* _To do_: Wherever the word "struct" shows up in the data, report the line it sits in.

* _Material to process_:
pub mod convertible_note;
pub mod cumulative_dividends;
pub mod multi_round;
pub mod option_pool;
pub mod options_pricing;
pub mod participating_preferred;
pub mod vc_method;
...
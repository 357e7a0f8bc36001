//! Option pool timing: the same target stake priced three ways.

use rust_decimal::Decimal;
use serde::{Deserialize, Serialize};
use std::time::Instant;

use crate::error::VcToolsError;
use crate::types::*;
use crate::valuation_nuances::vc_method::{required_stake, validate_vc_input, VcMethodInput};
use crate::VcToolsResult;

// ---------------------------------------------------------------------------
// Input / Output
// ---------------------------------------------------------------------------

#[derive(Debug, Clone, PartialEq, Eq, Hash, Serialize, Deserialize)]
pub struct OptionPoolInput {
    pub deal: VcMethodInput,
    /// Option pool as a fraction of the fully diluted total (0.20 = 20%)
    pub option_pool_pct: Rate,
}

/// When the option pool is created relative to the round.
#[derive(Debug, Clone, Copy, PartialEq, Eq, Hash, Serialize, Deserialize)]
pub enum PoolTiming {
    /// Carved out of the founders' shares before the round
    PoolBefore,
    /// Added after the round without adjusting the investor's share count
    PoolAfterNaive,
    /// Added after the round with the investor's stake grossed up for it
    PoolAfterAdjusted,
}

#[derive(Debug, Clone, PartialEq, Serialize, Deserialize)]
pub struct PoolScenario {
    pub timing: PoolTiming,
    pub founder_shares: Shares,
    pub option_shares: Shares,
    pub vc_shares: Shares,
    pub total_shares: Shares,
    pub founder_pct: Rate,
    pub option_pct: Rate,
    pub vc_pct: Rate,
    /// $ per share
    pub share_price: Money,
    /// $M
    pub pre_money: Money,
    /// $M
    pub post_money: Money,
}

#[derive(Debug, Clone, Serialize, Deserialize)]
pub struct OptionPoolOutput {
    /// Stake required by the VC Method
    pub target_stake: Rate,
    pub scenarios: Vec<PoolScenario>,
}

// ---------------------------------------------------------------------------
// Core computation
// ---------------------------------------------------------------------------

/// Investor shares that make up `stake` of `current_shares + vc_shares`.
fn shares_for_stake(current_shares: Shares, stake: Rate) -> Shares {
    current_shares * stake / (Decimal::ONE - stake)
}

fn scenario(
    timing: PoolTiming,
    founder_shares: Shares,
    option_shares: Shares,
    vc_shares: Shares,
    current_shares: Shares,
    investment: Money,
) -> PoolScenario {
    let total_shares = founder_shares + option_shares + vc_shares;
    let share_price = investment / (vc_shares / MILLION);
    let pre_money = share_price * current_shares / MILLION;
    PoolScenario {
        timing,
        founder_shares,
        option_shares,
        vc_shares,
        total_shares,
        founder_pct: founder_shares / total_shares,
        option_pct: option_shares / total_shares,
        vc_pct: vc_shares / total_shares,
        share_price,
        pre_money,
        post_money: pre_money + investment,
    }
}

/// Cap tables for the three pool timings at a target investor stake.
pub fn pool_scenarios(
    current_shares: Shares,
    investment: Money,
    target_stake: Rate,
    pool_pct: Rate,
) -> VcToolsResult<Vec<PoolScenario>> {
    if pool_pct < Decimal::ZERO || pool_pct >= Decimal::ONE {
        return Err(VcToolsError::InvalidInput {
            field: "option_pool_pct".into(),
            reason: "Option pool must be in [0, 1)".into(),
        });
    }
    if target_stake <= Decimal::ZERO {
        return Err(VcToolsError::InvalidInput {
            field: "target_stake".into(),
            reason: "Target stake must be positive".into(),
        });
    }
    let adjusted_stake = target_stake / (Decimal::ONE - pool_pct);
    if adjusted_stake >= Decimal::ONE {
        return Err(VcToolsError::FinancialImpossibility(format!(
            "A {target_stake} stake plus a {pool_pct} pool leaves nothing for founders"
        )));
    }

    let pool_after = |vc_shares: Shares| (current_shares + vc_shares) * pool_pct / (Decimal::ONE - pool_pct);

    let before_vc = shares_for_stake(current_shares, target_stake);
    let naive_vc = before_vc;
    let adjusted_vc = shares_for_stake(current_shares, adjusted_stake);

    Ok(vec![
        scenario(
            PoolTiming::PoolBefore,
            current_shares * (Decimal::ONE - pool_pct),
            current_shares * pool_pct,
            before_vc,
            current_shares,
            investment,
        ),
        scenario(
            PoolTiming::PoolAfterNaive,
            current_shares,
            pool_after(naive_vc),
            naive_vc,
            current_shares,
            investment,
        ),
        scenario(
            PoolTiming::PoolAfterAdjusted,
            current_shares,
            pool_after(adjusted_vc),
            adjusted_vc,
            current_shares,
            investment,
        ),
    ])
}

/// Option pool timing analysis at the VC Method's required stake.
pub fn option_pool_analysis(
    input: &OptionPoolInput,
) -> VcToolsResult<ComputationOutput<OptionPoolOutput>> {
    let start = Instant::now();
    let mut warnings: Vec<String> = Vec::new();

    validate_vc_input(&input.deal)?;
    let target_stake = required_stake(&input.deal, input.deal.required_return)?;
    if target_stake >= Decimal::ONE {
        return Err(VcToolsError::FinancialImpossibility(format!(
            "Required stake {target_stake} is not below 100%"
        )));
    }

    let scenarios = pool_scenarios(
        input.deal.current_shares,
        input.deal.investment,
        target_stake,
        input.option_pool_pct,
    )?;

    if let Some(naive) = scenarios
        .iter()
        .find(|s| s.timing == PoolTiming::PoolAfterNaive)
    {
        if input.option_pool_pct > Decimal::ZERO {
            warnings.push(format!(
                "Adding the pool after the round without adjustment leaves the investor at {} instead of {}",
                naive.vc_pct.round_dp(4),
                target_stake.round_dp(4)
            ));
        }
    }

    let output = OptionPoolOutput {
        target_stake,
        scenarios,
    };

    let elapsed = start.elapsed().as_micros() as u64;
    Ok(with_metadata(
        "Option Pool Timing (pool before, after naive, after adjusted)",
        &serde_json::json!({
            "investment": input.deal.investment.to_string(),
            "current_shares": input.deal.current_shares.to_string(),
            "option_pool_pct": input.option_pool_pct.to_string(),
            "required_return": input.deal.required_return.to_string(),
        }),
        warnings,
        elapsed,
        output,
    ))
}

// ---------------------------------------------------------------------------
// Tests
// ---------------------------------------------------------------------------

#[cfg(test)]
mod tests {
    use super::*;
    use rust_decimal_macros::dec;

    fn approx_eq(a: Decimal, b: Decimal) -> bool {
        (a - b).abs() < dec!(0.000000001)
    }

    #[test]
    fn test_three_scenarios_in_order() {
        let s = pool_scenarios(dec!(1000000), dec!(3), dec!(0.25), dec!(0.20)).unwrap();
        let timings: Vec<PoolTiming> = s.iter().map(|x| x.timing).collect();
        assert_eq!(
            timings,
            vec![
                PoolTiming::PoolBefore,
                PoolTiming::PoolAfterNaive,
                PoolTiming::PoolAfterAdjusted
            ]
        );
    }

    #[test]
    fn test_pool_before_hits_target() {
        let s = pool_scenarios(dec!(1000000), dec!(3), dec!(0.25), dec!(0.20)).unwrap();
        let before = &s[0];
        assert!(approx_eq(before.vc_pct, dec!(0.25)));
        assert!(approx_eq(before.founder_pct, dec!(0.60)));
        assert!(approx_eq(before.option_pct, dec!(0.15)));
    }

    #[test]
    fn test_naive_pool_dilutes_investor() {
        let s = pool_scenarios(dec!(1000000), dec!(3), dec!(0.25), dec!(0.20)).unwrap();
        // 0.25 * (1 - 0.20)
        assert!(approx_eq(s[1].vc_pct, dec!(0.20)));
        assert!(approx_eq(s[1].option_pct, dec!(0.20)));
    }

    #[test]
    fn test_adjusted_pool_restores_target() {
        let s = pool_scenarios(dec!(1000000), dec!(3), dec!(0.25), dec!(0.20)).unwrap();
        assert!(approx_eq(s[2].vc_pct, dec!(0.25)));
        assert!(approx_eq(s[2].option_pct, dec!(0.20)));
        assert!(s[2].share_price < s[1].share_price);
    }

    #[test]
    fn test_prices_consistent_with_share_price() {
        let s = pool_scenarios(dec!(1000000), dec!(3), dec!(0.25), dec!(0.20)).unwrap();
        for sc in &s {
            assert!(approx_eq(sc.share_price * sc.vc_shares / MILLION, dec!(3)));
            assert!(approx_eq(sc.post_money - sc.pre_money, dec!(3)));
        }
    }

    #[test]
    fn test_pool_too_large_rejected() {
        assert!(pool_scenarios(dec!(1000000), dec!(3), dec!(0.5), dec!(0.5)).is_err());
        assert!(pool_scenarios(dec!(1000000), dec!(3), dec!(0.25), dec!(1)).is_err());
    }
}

* _Answer space_:
pub struct OptionPoolInput {
pub struct PoolScenario {
pub struct OptionPoolOutput {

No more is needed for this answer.